E^mail: 'ZDAwMTEyMHQwMzMwQGhvdG1haWwuY29t\n'.decode('base64')

Greg Brunet

Thanks for your results. That got me to do some more checking with
algorithm differences, and I've posted those results in my response to
Bengt. I guess I'm mentally stuck in 16 bit mode, forgetting that I
could have cast to an int instead of a long.

Greg Brunet

Bengt Richter said:
Without looking at the implementation code, I could only guess, but you
are using range instead of xrange (but maybe range is now optimized not to build
and actual list in iterator context?). Also, limit as a float or long being passed to
range must cause a little hiccup. Perhaps an iter optimization is being interfered with?
If range is not optimized, then you must be taking a hit from building throwaway
lists with range instead of using xrange, so your inner loop in Primes2 would have
a bunch of overhead. Also, you don't need floating point or long for quite some time,
and x*x > y will be faster than x > math.sqrt(y) and avoid the float altogether
and long to boot, unless you are generating primes larger than maxint.

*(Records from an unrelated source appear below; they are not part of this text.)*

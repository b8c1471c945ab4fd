//! Functions that convert TL names and types to Rust identifiers and
//! descriptor expressions.

use std::io;

use tlwire_parser::tl::{Definition, Type};

use crate::metadata::Metadata;

/// `static` item name for a definition: `inputPeerUser` → `INPUT_PEER_USER`.
pub(crate) fn static_name(def: &Definition) -> String {
    to_screaming_snake(&def.name)
}

/// Path from the generated common module to a definition's static.
pub(crate) fn static_path(def: &Definition, root: &str) -> String {
    let mut s = format!("{root}::");
    for ns in &def.namespace {
        s.push_str(ns);
        s.push_str("::");
    }
    s.push_str(&static_name(def));
    s
}

/// Converts `camelCase` or `snake_case` into `SCREAMING_SNAKE_CASE`.
///
/// An underscore is inserted before an uppercase letter that follows a
/// lowercase letter or digit, so cap-runs like the `DH` in
/// `server_DH_params_ok` stay together.
pub(crate) fn to_screaming_snake(name: &str) -> String {
    let mut out = String::with_capacity(name.len() + 4);
    let mut prev: Option<char> = None;

    for ch in name.chars() {
        if ch.is_ascii_uppercase()
            && prev.is_some_and(|p| p.is_ascii_lowercase() || p.is_ascii_digit())
        {
            out.push('_');
        }
        out.push(ch.to_ascii_uppercase());
        prev = Some(ch);
    }
    out
}

/// `Codec` expression for a primitive TL type name, if it is one.
fn primitive_codec(name: &str) -> Option<&'static str> {
    Some(match name {
        "int"    => "Codec::Int",
        "long"   => "Codec::Long",
        "double" => "Codec::Double",
        "int128" => "Codec::Int128",
        "int256" => "Codec::Int256",
        "string" => "Codec::String",
        "bytes"  => "Codec::Bytes",
        "Bool"   => "Codec::Bool",
        "true"   => "Codec::True",
        _ => return None,
    })
}

/// Rust expression building the `Codec` for a parameter type.
///
/// Fails when a bare reference cannot be resolved to exactly one
/// constructor of `meta`.
pub(crate) fn codec_expr(ty: &Type, meta: &Metadata) -> io::Result<String> {
    if ty.generic_ref {
        return Ok("Codec::Object".to_owned());
    }

    if ty.is_vector() {
        let arg = ty.generic_arg.as_deref().ok_or_else(|| {
            invalid(format!("`{ty}` is missing its element type"))
        })?;
        let inner = codec_expr(arg, meta)?;
        if inner == "Codec::True" {
            return Err(invalid(format!("`{ty}`: elements of type `true` take no space on the wire")));
        }
        let variant = if ty.is_bare() { "BareVector" } else { "Vector" };
        return Ok(format!("Codec::{variant}(&{inner})"));
    }

    if ty.namespace.is_empty() {
        if let Some(codec) = primitive_codec(&ty.name) {
            return Ok(codec.to_owned());
        }
    }

    if ty.is_bare() {
        let id = meta
            .bare_constructor(ty)
            .ok_or_else(|| invalid(format!("cannot resolve bare type `{ty}` to a single constructor")))?;
        return Ok(format!("Codec::Bare({id:#010x})"));
    }

    Ok("Codec::Object".to_owned())
}

pub(crate) fn invalid(msg: String) -> io::Error {
    io::Error::new(io::ErrorKind::InvalidData, msg)
}

#[cfg(test)]
mod tests {
    use super::*;

    #[test]
    fn screaming_snake() {
        assert_eq!(to_screaming_snake("inputPeerUser"), "INPUT_PEER_USER");
        assert_eq!(to_screaming_snake("server_DH_params_ok"), "SERVER_DH_PARAMS_OK");
        assert_eq!(to_screaming_snake("p_q_inner_data_dc"), "P_Q_INNER_DATA_DC");
        assert_eq!(to_screaming_snake("updatesTooLong"), "UPDATES_TOO_LONG");
        assert_eq!(to_screaming_snake("inputMediaGeoPoint2"), "INPUT_MEDIA_GEO_POINT2");
    }
}
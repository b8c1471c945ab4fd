//! Static per-type codec tables.
//!
//! Every constructor and function in the bundled schema is described by one
//! `static` [`TypeDescriptor`], emitted by `tlwire-gen` at build time. The
//! engine in [`crate::codec`] reads and writes any object from its descriptor
//! alone.

use std::fmt;

/// How a single field travels on the wire.
#[derive(Clone, Copy, Debug, PartialEq, Eq, Hash)]
pub enum Codec {
    /// `int`: 4 bytes LE.
    Int,
    /// `long`: 8 bytes LE.
    Long,
    /// `int128`: 16 opaque bytes.
    Int128,
    /// `int256`: 32 opaque bytes.
    Int256,
    /// `double`: 8 bytes IEEE-754 LE.
    Double,
    /// `Bool`: `boolTrue` or `boolFalse`.
    Bool,
    /// `bytes`: length-prefixed, padded.
    Bytes,
    /// `string`: like `bytes`, UTF-8.
    String,
    /// `true`: presence flag, nothing on the wire.
    True,
    /// Any boxed object, read through the registry.
    Object,
    /// A specific constructor written without its id.
    Bare(u32),
    /// Boxed `Vector<T>`.
    Vector(&'static Codec),
    /// Bare `vector<T>`, without the marker.
    BareVector(&'static Codec),
}

impl Codec {
    /// The fewest bytes a value of this codec occupies.
    ///
    /// Bare objects report `0` since their size depends on a descriptor
    /// looked up at runtime.
    pub const fn min_wire_size(&self) -> usize {
        match self {
            Self::Int | Self::Bool | Self::Object => 4,
            Self::Long | Self::Double => 8,
            Self::Int128 => 16,
            Self::Int256 => 32,
            Self::Bytes | Self::String => 4,
            Self::True | Self::Bare(_) => 0,
            Self::Vector(_) => 8,
            Self::BareVector(_) => 4,
        }
    }
}

impl fmt::Display for Codec {
    fn fmt(&self, f: &mut fmt::Formatter<'_>) -> fmt::Result {
        match self {
            Self::Int => f.write_str("int"),
            Self::Long => f.write_str("long"),
            Self::Int128 => f.write_str("int128"),
            Self::Int256 => f.write_str("int256"),
            Self::Double => f.write_str("double"),
            Self::Bool => f.write_str("Bool"),
            Self::Bytes => f.write_str("bytes"),
            Self::String => f.write_str("string"),
            Self::True => f.write_str("true"),
            Self::Object => f.write_str("Object"),
            Self::Bare(id) => write!(f, "%{id:#010x}"),
            Self::Vector(elem) => write!(f, "Vector<{elem}>"),
            Self::BareVector(elem) => write!(f, "vector<{elem}>"),
        }
    }
}

/// One declared parameter of a constructor or function.
#[derive(Clone, Copy, Debug, PartialEq, Eq, Hash)]
pub struct Field {
    /// Parameter name as written in the schema.
    pub name: &'static str,
    /// Flag bit guarding this field, `None` for required fields.
    pub flag: Option<u8>,
    /// Wire representation.
    pub codec: Codec,
}

impl Field {
    /// A field that is always present.
    pub const fn required(name: &'static str, codec: Codec) -> Self {
        Self { name, flag: None, codec }
    }

    /// A field present only when bit `bit` of the flags word is set.
    pub const fn optional(name: &'static str, bit: u8, codec: Codec) -> Self {
        assert!(bit < 32, "flag bit out of range");
        Self { name, flag: Some(bit), codec }
    }

    /// Whether a flag bit guards this field.
    pub const fn is_optional(&self) -> bool {
        self.flag.is_some()
    }

    /// This field's bit in the flags word, `0` when required.
    pub const fn mask(&self) -> u32 {
        match self.flag {
            Some(bit) => 1 << bit,
            None => 0,
        }
    }
}

/// Whether a descriptor builds a value or calls a method.
#[derive(Clone, Copy, Debug, PartialEq, Eq, Hash)]
pub enum Kind {
    /// A constructor of a boxed type.
    Constructor,
    /// An RPC function.
    Function,
}

/// Everything the engine needs to encode or decode one concrete type.
#[derive(Debug, PartialEq, Eq, Hash)]
pub struct TypeDescriptor {
    /// Constructor id.
    pub id: u32,
    /// Full TL name, namespace included (`auth.sentCode`).
    pub name: &'static str,
    /// The boxed type this constructor builds, or the function's result type.
    pub ty: &'static str,
    /// Constructor or function.
    pub kind: Kind,
    /// Whether the definition declares a flags word, used or not.
    pub flags: bool,
    /// Fields in declaration order, without the flags word.
    pub fields: &'static [Field],
}

impl TypeDescriptor {
    /// Whether a flags word precedes the fields on the wire.
    pub fn has_flags(&self) -> bool {
        self.flags
    }

    /// All bits this descriptor declares.
    pub fn declared_flags(&self) -> u32 {
        self.fields.iter().fold(0, |mask, f| mask | f.mask())
    }

    /// Position of the field named `name`.
    pub fn field_index(&self, name: &str) -> Option<usize> {
        self.fields.iter().position(|f| f.name == name)
    }

    /// The field named `name`.
    pub fn field(&self, name: &str) -> Option<&'static Field> {
        self.fields.iter().find(|f| f.name == name)
    }

    /// The fewest bytes the fields occupy, constructor id excluded.
    pub fn min_wire_size(&self) -> usize {
        let flags = if self.has_flags() { 4 } else { 0 };
        flags
            + self
                .fields
                .iter()
                .filter(|f| !f.is_optional())
                .map(|f| f.codec.min_wire_size())
                .sum::<usize>()
    }
}

#[cfg(test)]
mod tests {
    use super::*;

    static SAMPLE: TypeDescriptor = TypeDescriptor {
        id: 0x1,
        name: "sample",
        ty: "Sample",
        kind: Kind::Constructor,
        flags: true,
        fields: &[
            Field::required("id", Codec::Long),
            Field::optional("a", 0, Codec::True),
            Field::optional("b", 3, Codec::String),
            Field::required("tags", Codec::Vector(&Codec::Int)),
        ],
    };

    #[test]
    fn flags_summary() {
        assert!(SAMPLE.has_flags());
        assert_eq!(SAMPLE.declared_flags(), 0b1001);
        assert_eq!(SAMPLE.field_index("b"), Some(2));
        assert!(SAMPLE.field("missing").is_none());
    }

    #[test]
    fn min_size_skips_optional_fields() {
        assert_eq!(SAMPLE.min_wire_size(), 4 + 8 + 8);
    }

    #[test]
    fn codec_display() {
        assert_eq!(Codec::Vector(&Codec::Long).to_string(), "Vector<long>");
        assert_eq!(Codec::BareVector(&Codec::Bare(0x5bb8e511)).to_string(), "vector<%0x5bb8e511>");
    }
}
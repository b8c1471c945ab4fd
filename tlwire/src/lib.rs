//! Descriptor-driven codec for Telegram's TL binary serialization.
//!
//! Every constructor and function of the bundled schema (`tl/*.tl`) is
//! compiled at build time into a static [`TypeDescriptor`]. A single engine
//! encodes and decodes any of them, and a [`Registry`] maps constructor ids
//! back to descriptors so fields typed as "any object" can be decoded.
//!
//! # Overview
//!
//! | Module          | Contents                                                  |
//! |-----------------|-----------------------------------------------------------|
//! | [`types`]       | Constructor descriptors                                   |
//! | [`functions`]   | RPC function descriptors                                  |
//! | [`serialize`]   | [`Serializable`] and primitive encoders                   |
//! | [`deserialize`] | [`Deserializable`], [`Cursor`], decode errors and limits  |
//! | [`object`]      | [`Object`] and its validating builder                     |
//! | [`registry`]    | id → descriptor table, `generic_read` / `generic_write`   |
//!
//! # Building and encoding
//!
//! ```rust,no_run
//! use tlwire::{Object, Serializable, functions, registry};
//!
//! let ping = Object::builder(&functions::PING)
//!     .set("ping_id", 42i64)
//!     .build()
//!     .unwrap();
//!
//! let bytes = ping.to_bytes();
//! // Send `bytes` over an MTProto connection…
//! # let _ = registry::global();
//! ```
//!
//! # Decoding
//!
//! ```rust,no_run
//! use tlwire::registry;
//!
//! # let bytes: &[u8] = &[];
//! let value = registry::global().decode(bytes)?;
//! if let Some(obj) = value.as_object() {
//!     println!("got {}", obj.name());
//! }
//! # Ok::<(), tlwire::deserialize::Error>(())
//! ```
//!
//! # Updating to a new layer
//!
//! 1. Edit the schema files in `tl/` and bump their `// LAYER N` header.
//! 2. Rebuild; the build script regenerates every descriptor.

#![deny(unsafe_code)]

pub mod codec;
pub mod descriptor;
pub mod deserialize;
pub mod flags;
pub mod object;
pub mod registry;
pub mod serialize;
pub mod value;
mod generated;

pub use descriptor::{Codec, Field, Kind, TypeDescriptor};
pub use deserialize::{Cursor, Deserializable, Limits};
pub use flags::FlagsWord;
pub use generated::{LAYER, SCHEMA, functions, types};
#[cfg(feature = "name-for-id")]
pub use generated::name_for_id;
pub use object::{BuildError, Builder, Object};
pub use registry::{Registry, generic_read, generic_write};
pub use serialize::Serializable;
pub use value::Value;

/// `boolTrue#997275b5`
pub const BOOL_TRUE_ID: u32 = 0x997275b5;
/// `boolFalse#bc799737`
pub const BOOL_FALSE_ID: u32 = 0xbc799737;
/// Constructor id leading every boxed `Vector<T>`.
pub const VECTOR_ID: u32 = 0x1cb5c415;

/// Bare vector — `vector` (lowercase) as opposed to the boxed `Vector`.
///
/// Used in rare cases where Telegram sends a length-prefixed list without
/// the usual `0x1cb5c415` constructor ID header.
#[derive(Clone, Debug, PartialEq)]
pub struct RawVec<T>(pub Vec<T>);

/// Longest byte string that takes the one-byte length prefix.
pub(crate) const SHORT_LEN_MAX: usize = 253;
/// First byte of the four-byte length prefix.
pub(crate) const LONG_LEN_MARKER: u8 = 0xfe;
/// Length prefix byte that no encoder writes.
pub(crate) const RESERVED_LEN_MARKER: u8 = 0xff;

/// Zero bytes needed after `len` bytes to reach a multiple of four.
pub(crate) const fn padding_for(len: usize) -> usize {
    (4 - len % 4) % 4
}

/// Prefix and padding sizes framing a `len`-byte TL string.
///
/// Both the encoder and the decoder size strings through this, so a
/// decoded string always re-encodes to the bytes it came from.
pub(crate) const fn bytes_framing(len: usize) -> (usize, usize) {
    let header = if len <= SHORT_LEN_MAX { 1 } else { 4 };
    (header, padding_for(header + len))
}
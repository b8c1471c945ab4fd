use tlwire::deserialize::{Error, LengthError};
use tlwire::registry::{self, ConflictError};
use tlwire::{
    BOOL_TRUE_ID, Codec, Cursor, Deserializable, Field, Kind, Object, Registry, SCHEMA, Serializable,
    TypeDescriptor, Value, functions, types,
};

static IMPOSTOR: TypeDescriptor = TypeDescriptor {
    id: 0x59511722,
    name: "impostor",
    ty: "Peer",
    kind: Kind::Constructor,
    flags: false,
    fields: &[Field::required("id", Codec::Int)],
};

static SHADOW_BOOL: TypeDescriptor = TypeDescriptor {
    id: BOOL_TRUE_ID,
    name: "shadowBool",
    ty: "Bool",
    kind: Kind::Constructor,
    flags: false,
    fields: &[],
};

fn peer_user(id: i64) -> Object {
    Object::builder(&types::PEER_USER).set("user_id", id).build().unwrap()
}

#[test]
fn registration_is_idempotent() {
    let mut registry = Registry::new();
    registry.register(&types::PEER_USER).unwrap();
    registry.register(&types::PEER_USER).unwrap();
    assert_eq!(registry.len(), 1);
    assert_eq!(registry.resolve(0x59511722).unwrap().name, "peerUser");
}

#[test]
fn lookups_on_a_fresh_registry() {
    let mut registry = Registry::new();
    assert!(registry.is_empty());
    assert_eq!(registry.get(types::PEER_USER.id), None);

    registry.register(&types::PEER_USER).unwrap();
    assert!(!registry.is_empty());
    assert_eq!(registry.get(types::PEER_USER.id), Some(&types::PEER_USER));
    assert!(registry.contains(types::PEER_USER.id));
    assert!(!registry.contains(BOOL_TRUE_ID));
}

#[test]
fn conflicting_registration_fails() {
    let mut registry = Registry::new();
    registry.register(&types::PEER_USER).unwrap();
    assert_eq!(
        registry.register(&IMPOSTOR),
        Err(ConflictError { id: 0x59511722, existing: "peerUser", new: "impostor" })
    );
    assert_eq!(registry.resolve(0x59511722).unwrap(), &types::PEER_USER);
}

#[test]
fn reserved_ids_cannot_be_registered() {
    let err = Registry::new().register(&SHADOW_BOOL).unwrap_err();
    assert_eq!(err.existing, "boolTrue");
}

#[test]
fn unknown_ids() {
    let registry = Registry::new();
    let err = registry.resolve(0x12345678).unwrap_err();
    assert_eq!(err, Error::UnknownConstructor { id: 0x12345678 });
    assert!(err.is_schema_mismatch());
}

#[test]
fn unknown_id_stops_after_the_id() {
    let mut bytes = 0x0badf00du32.to_bytes();
    bytes.extend([0xff; 12]);

    let registry = Registry::with_schema().unwrap();
    let mut cursor = Cursor::from_slice(&bytes);
    assert_eq!(registry.read(&mut cursor), Err(Error::UnknownConstructor { id: 0x0badf00d }));
    assert_eq!(cursor.pos(), 4);
    assert_eq!(cursor.remaining(), 12);
}

#[test]
fn bundled_schema_loads_cleanly() {
    let registry = Registry::with_schema().unwrap();
    assert_eq!(registry.len(), SCHEMA.len());
    assert!(registry.contains(types::GEO_POINT.id));
    assert!(registry.contains(types::auth::SENT_CODE.id));
    assert!(registry.contains(types::MSG_CONTAINER.id));
}

#[cfg(not(feature = "deserializable-functions"))]
#[test]
fn functions_are_not_registered_by_default() {
    assert!(!Registry::with_schema().unwrap().contains(functions::PING.id));
}

#[cfg(feature = "deserializable-functions")]
#[test]
fn functions_can_be_registered() {
    assert!(Registry::with_schema().unwrap().contains(functions::PING.id));
}

#[test]
fn generic_round_trip() {
    let obj = peer_user(777);
    let mut bytes = Vec::new();
    tlwire::generic_write(&obj, &mut bytes);
    assert_eq!(&bytes[..4], &0x59511722u32.to_le_bytes());
    assert_eq!(bytes.len(), 12);

    let mut cursor = Cursor::from_slice(&bytes);
    let value = tlwire::generic_read(&mut cursor).unwrap();
    assert_eq!(value, Value::from(obj));
    assert_eq!(cursor.remaining(), 0);
}

#[test]
fn generic_read_accepts_bools() {
    let mut cursor = Cursor::from_slice(&[0x37, 0x97, 0x79, 0xbc]);
    assert_eq!(tlwire::generic_read(&mut cursor).unwrap(), Value::Bool(false));
    assert_eq!(Value::from_bytes(&true.to_bytes()).unwrap(), Value::Bool(true));
}

#[test]
fn read_object_rejects_bools() {
    let registry = Registry::with_schema().unwrap();
    let mut cursor = Cursor::from_slice(&[0xb5, 0x75, 0x72, 0x99]);
    assert_eq!(registry.read_object(&mut cursor), Err(Error::UnknownConstructor { id: BOOL_TRUE_ID }));
}

#[test]
fn typed_objects_use_the_global_registry() {
    let peers = vec![peer_user(1), peer_user(2)];
    let bytes = peers.to_bytes();
    assert_eq!(Vec::<Object>::from_bytes(&bytes).unwrap(), peers);
}

#[test]
fn decode_rejects_trailing_bytes() {
    let mut bytes = peer_user(5).to_bytes();
    bytes.push(0);
    assert_eq!(
        registry::global().decode(&bytes),
        Err(Error::InvalidLength(LengthError::Trailing(1)))
    );
}

#[test]
fn install_after_first_use_hands_the_registry_back() {
    let _ = registry::global();
    let custom = Registry::new();
    assert!(registry::install(custom).is_err());
}

#[test]
fn names_for_diagnostics() {
    let registry = Registry::with_schema().unwrap();
    assert_eq!(registry.name_for_id(types::PONG.id), Some("pong"));
    assert_eq!(registry.name_for_id(BOOL_TRUE_ID), Some("boolTrue"));
    assert_eq!(registry.name_for_id(1), None);
}

#[cfg(feature = "name-for-id")]
#[test]
fn generated_name_lookup_covers_functions() {
    assert_eq!(tlwire::name_for_id(0x7abe77ec), Some("ping"));
    assert_eq!(tlwire::name_for_id(0xa677244f), Some("auth.sendCode"));
}
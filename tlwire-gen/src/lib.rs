//! Build-time schema compiler that turns parsed TL definitions into static
//! `TypeDescriptor` tables for the `tlwire` codec engine.
//!
//! Intended to be used from a `build.rs` script.
//!
//! # Usage
//!
//! ```no_run
//! // build.rs
//! use tlwire_gen::{Config, Outputs, generate};
//! use tlwire_parser::parse_tl_file;
//! use std::fs;
//!
//! fn main() {
//!     let schema = fs::read_to_string("tl/api.tl").unwrap();
//!     let defs: Vec<_> = parse_tl_file(&schema)
//!         .filter_map(|r| r.ok())
//!         .collect();
//!
//!     let out = std::env::var("OUT_DIR").unwrap();
//!     let mut outputs = Outputs::from_dir(&out).unwrap();
//!     generate(&defs, &Config::default(), &mut outputs).unwrap();
//! }
//! ```
//!
//! The generated sources expect to be `include!`d into a module of the
//! `tlwire` crate, next to each other.

#![deny(unsafe_code)]
#![warn(missing_docs)]

mod grouper;
mod metadata;
mod namegen;
pub mod codegen;

pub use codegen::{generate, Config, Outputs};
use std::fmt;
use std::str::FromStr;

use crate::errors::{DefinitionError, ParamParseError};
use crate::tl::parameter::Token;
use crate::tl::{Category, Parameter, ParameterType, Type};
use crate::utils::tl_id;

/// A single TL definition — either a constructor or a function.
///
/// ```text
/// geoPoint#b2a2f663 flags:# long:double lat:double access_hash:long accuracy_radius:flags.0?int = GeoPoint;
/// ```
/// becomes a `Definition` with `name = "geoPoint"`, `id = 0xb2a2f663`, five
/// parameters (the flags word included) and `ty = GeoPoint`.
#[derive(Clone, Debug, PartialEq)]
pub struct Definition {
    /// Namespace parts. Empty when the definition is in the global namespace.
    pub namespace: Vec<String>,

    /// The constructor/method name without namespace.
    pub name: String,

    /// 32-bit constructor ID, either parsed from `#XXXXXXXX` or CRC32-derived.
    pub id: u32,

    /// Ordered list of parameters, flags words included.
    pub params: Vec<Parameter>,

    /// The boxed type this constructor builds, or the function's result.
    pub ty: Type,

    /// Whether this is a data constructor or an RPC function.
    pub category: Category,
}

impl Definition {
    /// Returns `namespace.name` joined with dots.
    pub fn full_name(&self) -> String {
        let mut s = String::new();
        for ns in &self.namespace {
            s.push_str(ns);
            s.push('.');
        }
        s.push_str(&self.name);
        s
    }

    /// The flags-word parameters (`name:#`) in declaration order.
    pub fn flag_words(&self) -> impl Iterator<Item = &Parameter> {
        self.params.iter().filter(|p| p.ty == ParameterType::Flags)
    }

    /// Parameters that actually carry a value, i.e. everything but flags words.
    pub fn value_params(&self) -> impl Iterator<Item = &Parameter> {
        self.params.iter().filter(|p| p.ty != ParameterType::Flags)
    }
}

impl fmt::Display for Definition {
    fn fmt(&self, f: &mut fmt::Formatter<'_>) -> fmt::Result {
        write!(f, "{}#{:08x}", self.full_name(), self.id)?;

        let mut generics = Vec::new();
        for p in &self.params {
            if let ParameterType::Normal { ty, .. } = &p.ty {
                ty.generic_refs(&mut generics);
            }
        }
        generics.sort_unstable();
        generics.dedup();
        for g in generics {
            write!(f, " {{{g}:Type}}")?;
        }

        for p in &self.params {
            write!(f, " {p}")?;
        }
        if self.ty.generic_ref {
            write!(f, " = {}", self.ty.full_name())
        } else {
            write!(f, " = {}", self.ty)
        }
    }
}

impl FromStr for Definition {
    type Err = DefinitionError;

    fn from_str(raw: &str) -> Result<Self, Self::Err> {
        let raw = raw.trim().trim_end_matches(';').trim_end();
        if raw.is_empty() {
            return Err(DefinitionError::Empty);
        }

        let (lhs, rhs) = raw.split_once('=').ok_or(DefinitionError::MissingType)?;
        let mut ty: Type = rhs.trim().parse().map_err(|_| DefinitionError::MissingType)?;

        let mut tokens = lhs.split_whitespace();
        let head = tokens.next().ok_or(DefinitionError::MissingName)?;
        let (full_name, explicit_id) = match head.split_once('#') {
            Some((name, id)) => (name, Some(id)),
            None => (head, None),
        };

        let mut path: Vec<&str> = full_name.split('.').collect();
        let name = path.pop().unwrap_or_default();
        if name.is_empty() || path.iter().any(|p| p.is_empty()) {
            return Err(DefinitionError::MissingName);
        }

        let id = match explicit_id {
            Some(hex) => u32::from_str_radix(hex, 16).map_err(DefinitionError::InvalidId)?,
            None => tl_id(raw),
        };

        let mut generics: Vec<String> = Vec::new();
        let mut flag_words: Vec<String> = Vec::new();
        let mut params = Vec::new();

        for token in tokens {
            let invalid = |source| DefinitionError::InvalidParam { token: token.to_owned(), source };
            let param = match Token::parse(token).map_err(invalid)? {
                Token::Generic(name) => {
                    generics.push(name);
                    continue;
                }
                Token::Param(param) => param,
            };

            match &param.ty {
                ParameterType::Flags => flag_words.push(param.name.clone()),
                ParameterType::Normal { ty, flag } => {
                    let mut refs = Vec::new();
                    ty.generic_refs(&mut refs);
                    if let Some(undeclared) = refs.iter().find(|r| !generics.iter().any(|g| g == *r)) {
                        return Err(invalid(ParamParseError::UndeclaredGeneric((*undeclared).to_owned())));
                    }
                    if let Some(flag) = flag {
                        if !flag_words.contains(&flag.name) {
                            return Err(invalid(ParamParseError::UndeclaredFlags(flag.name.clone())));
                        }
                    }
                }
            }
            params.push(param);
        }

        if generics.contains(&ty.name) {
            ty.generic_ref = true;
        }

        Ok(Definition {
            namespace: path.into_iter().map(str::to_owned).collect(),
            name: name.to_owned(),
            id,
            params,
            ty,
            category: Category::Types,
        })
    }
}

#[cfg(test)]
mod tests {
    use super::*;

    #[test]
    fn display_roundtrips() {
        let src = "invokeWithLayer#da9b0d0d {X:Type} layer:int query:!X = X";
        let def: Definition = src.parse().unwrap();
        assert!(def.ty.generic_ref);
        assert_eq!(def.to_string(), src);
    }

    #[test]
    fn derived_id_matches_explicit() {
        let def: Definition = "rpc_error error_code:int error_message:string = RpcError".parse().unwrap();
        assert_eq!(def.id, 0x2144ca19);
    }

    #[test]
    fn undeclared_flags_word() {
        let err = "foo#1 x:flags.0?int = Foo".parse::<Definition>().unwrap_err();
        assert_eq!(
            err,
            DefinitionError::InvalidParam {
                token: "x:flags.0?int".into(),
                source: ParamParseError::UndeclaredFlags("flags".into()),
            }
        );
    }

    #[test]
    fn undeclared_generic() {
        let err = "foo#1 q:!X = Foo".parse::<Definition>().unwrap_err();
        assert!(matches!(
            err,
            DefinitionError::InvalidParam { source: ParamParseError::UndeclaredGeneric(_), .. }
        ));
    }

    #[test]
    fn bad_id() {
        assert!(matches!(
            "foo#xyz = Foo".parse::<Definition>(),
            Err(DefinitionError::InvalidId(_))
        ));
    }

    #[test]
    fn missing_type() {
        assert_eq!("foo#1 a:int".parse::<Definition>(), Err(DefinitionError::MissingType));
    }
}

If you want to conserve space for an all-int primes list, you can use
primes = array.array('l',[2]) instead of primes = [2] to start. Just doing that
apparently gives about the same speed, but I imagine pre-allocating array space
could make it faster, though you'd have to change the append and iteration logic.
Hard to say without testing.


I can understand that changing from range to xrange might help things
slightly, and there are other areas as for improvement as well. It's
the 2 areas that I mentioned that resulted in some unexpected results
for me that I still didn't understand. I've taken your improvements on
running & comparing multiple tests (neat stuff BTW) and found the

- Changing from range to xrange doesn't make an appreciable
difference (it flip-flops back & forth over multiple runs). I believe I
had noticed this before, I've now got that actually built into the test

- Getting rid of the Sqrt requires you to perform the (x*x>y) type
test into the loop (whereas performing the sqrt operation allows you to
move that calculation outside of the loop and do a simpler
(factor>limit) test inside the loop). Even though I realized that this
means I need to import math (at least the sqrt function), I figured that
this still be better (which I think is Georgy's point). As I increase
the upperlimit, the sqrt version gets better & better compared to the
x*x version (as one would expect - trading off a more 'expensive'
operation in order to move it outside of the loop). I did tests at
100k, 200k, & 300k, and by 300k, the sqrt test was about 20% faster than
the x*x test.

I've noted some other things that I've tried and put an updated test
program in a response to my original message. Thanks for your help -
it's helped me understand where the improvements were coming from and
that's what my main goal was all about.

Greg Brunet

Thanks for the responses! After some more testing based on the
responses I got, here's some additional notes:

- xrange doesn't make an appreciable difference for this situation.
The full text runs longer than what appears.